Dataset records
┌────────
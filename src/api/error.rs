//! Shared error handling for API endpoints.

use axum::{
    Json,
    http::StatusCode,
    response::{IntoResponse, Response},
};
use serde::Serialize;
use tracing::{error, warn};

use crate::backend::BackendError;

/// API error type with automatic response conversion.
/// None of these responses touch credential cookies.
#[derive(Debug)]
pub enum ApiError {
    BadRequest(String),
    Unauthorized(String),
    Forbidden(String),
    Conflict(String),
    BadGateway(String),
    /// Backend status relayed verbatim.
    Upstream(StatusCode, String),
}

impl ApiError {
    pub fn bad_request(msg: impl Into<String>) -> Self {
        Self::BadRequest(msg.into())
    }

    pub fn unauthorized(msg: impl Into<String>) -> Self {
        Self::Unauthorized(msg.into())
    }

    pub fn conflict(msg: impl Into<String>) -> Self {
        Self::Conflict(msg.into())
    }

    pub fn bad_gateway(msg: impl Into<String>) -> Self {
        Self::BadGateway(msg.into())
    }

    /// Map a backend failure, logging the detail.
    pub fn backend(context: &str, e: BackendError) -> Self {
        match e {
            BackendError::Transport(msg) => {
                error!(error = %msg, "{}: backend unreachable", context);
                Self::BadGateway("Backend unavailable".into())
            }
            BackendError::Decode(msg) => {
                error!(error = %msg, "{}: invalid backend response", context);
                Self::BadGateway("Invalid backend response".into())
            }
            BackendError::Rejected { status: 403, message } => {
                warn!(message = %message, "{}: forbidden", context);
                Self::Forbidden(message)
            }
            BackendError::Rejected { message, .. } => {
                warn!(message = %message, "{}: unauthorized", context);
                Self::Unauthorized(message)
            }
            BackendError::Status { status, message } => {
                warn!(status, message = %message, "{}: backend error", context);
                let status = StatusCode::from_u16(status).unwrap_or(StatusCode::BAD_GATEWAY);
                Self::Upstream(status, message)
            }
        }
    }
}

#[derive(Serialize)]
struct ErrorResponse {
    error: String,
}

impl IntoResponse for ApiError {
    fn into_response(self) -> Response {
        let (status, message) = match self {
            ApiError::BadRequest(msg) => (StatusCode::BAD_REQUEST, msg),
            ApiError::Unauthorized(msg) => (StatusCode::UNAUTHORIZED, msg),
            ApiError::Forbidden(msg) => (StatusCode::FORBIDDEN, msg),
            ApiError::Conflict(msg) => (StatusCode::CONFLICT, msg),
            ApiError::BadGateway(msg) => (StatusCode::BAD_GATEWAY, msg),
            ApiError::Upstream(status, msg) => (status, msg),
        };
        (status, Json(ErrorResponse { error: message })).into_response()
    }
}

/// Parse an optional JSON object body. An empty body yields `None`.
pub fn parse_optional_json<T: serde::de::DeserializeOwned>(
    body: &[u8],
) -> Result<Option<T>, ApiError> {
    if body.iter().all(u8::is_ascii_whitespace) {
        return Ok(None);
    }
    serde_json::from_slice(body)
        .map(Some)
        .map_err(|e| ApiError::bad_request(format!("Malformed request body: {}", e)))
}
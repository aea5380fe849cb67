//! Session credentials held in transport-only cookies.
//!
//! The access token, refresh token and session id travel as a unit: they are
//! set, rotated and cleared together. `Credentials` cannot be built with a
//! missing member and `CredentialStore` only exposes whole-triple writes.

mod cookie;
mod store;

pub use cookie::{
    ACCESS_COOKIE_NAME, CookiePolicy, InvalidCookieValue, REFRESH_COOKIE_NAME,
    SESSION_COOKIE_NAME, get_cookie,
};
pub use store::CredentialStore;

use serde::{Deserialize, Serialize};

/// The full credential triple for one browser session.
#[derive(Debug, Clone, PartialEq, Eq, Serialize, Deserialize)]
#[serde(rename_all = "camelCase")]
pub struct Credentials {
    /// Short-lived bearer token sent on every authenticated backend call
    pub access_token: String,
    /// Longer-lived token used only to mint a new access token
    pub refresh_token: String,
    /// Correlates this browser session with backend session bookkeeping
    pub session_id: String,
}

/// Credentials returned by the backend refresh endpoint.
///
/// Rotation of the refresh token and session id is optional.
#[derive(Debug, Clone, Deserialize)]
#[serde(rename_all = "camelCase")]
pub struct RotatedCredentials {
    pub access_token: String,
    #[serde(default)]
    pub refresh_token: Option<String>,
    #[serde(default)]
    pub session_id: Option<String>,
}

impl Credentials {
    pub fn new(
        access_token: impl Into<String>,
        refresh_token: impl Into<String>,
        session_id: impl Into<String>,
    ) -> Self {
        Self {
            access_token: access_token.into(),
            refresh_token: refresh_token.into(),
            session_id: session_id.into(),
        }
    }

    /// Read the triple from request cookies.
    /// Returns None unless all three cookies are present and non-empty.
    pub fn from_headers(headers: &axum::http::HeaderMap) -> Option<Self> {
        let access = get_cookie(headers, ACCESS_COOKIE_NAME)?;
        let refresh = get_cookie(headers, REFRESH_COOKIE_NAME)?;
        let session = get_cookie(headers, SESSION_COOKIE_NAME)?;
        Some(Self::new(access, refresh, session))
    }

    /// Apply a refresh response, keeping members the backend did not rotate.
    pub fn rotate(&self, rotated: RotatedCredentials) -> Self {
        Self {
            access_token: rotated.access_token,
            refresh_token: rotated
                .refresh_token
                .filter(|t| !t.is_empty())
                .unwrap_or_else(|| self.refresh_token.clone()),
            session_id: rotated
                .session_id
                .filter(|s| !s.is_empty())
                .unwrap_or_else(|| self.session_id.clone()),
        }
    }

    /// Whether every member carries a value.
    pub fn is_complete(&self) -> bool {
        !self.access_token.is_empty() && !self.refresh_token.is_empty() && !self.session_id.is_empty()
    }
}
└────────
Exercise
All lines in the entries above that hold the word "BadRequest" need to be copied.

Answer section
    BadRequest(String),
        Self::BadRequest(msg.into())
            ApiError::BadRequest(msg) => (StatusCode::BAD_REQUEST, msg),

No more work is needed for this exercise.